• **TASK INSTRUCTIONS**
Please return every line of the records that contains the word "push".

• **PROVIDED DATA**
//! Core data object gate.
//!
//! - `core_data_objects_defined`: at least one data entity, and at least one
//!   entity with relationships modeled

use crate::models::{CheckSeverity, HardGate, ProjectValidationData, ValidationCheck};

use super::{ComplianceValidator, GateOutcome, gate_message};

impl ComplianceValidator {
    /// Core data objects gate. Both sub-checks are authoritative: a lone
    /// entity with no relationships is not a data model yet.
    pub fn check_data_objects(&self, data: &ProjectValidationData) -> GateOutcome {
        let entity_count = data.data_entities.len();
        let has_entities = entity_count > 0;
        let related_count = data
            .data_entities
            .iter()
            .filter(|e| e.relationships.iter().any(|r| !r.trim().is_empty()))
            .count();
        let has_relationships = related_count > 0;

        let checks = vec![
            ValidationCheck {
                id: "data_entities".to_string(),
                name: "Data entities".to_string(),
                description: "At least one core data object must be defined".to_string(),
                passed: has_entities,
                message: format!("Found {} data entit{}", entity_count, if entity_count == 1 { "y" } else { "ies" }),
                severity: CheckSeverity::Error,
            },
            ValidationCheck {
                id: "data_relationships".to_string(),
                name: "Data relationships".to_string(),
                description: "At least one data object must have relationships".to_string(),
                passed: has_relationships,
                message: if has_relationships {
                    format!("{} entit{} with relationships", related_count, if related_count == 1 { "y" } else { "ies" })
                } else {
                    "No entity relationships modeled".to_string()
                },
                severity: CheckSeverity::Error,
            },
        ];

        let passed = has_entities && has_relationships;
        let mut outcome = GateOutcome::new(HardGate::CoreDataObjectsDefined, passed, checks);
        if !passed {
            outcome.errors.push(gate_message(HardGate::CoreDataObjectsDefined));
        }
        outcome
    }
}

--

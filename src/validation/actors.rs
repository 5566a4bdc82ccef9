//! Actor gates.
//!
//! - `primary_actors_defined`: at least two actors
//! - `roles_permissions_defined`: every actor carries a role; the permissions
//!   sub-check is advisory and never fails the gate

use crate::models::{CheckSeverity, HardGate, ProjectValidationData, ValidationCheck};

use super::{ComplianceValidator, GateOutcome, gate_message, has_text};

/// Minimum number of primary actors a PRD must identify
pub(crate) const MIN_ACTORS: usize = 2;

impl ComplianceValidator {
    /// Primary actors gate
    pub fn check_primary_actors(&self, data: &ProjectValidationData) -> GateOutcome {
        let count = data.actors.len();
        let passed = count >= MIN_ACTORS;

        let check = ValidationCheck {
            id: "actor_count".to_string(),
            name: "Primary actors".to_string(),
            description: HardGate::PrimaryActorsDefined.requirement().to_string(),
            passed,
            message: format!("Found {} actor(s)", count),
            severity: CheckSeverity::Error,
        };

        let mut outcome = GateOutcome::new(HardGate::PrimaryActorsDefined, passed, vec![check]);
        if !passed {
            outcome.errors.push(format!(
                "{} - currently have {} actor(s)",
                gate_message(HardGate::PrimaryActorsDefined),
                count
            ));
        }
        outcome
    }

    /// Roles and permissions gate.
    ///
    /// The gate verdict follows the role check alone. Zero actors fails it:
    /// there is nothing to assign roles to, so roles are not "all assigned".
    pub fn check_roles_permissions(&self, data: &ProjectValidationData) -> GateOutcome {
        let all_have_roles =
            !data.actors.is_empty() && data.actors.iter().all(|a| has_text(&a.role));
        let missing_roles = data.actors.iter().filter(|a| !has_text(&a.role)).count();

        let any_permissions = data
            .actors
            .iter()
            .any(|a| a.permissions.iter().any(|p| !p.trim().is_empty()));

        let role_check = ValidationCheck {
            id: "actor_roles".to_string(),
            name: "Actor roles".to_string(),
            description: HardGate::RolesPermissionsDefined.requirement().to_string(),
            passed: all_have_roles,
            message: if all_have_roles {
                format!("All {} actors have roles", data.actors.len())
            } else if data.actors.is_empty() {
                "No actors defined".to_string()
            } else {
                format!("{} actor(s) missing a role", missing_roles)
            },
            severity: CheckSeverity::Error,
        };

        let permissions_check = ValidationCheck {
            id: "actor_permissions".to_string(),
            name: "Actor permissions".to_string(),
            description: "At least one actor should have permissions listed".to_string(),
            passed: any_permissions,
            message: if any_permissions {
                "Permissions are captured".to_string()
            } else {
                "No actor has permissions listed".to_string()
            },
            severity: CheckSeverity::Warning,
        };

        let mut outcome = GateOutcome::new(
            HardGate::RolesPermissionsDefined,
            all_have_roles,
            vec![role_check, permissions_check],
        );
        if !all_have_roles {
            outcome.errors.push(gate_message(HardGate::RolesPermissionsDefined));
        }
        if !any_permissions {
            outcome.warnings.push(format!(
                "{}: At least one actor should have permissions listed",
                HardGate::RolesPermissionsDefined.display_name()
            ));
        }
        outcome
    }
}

• **YOUR SOLUTION**
            outcome.errors.push(gate_message(HardGate::CoreDataObjectsDefined));
            outcome.errors.push(format!(
            outcome.errors.push(gate_message(HardGate::RolesPermissionsDefined));
            outcome.warnings.push(format!(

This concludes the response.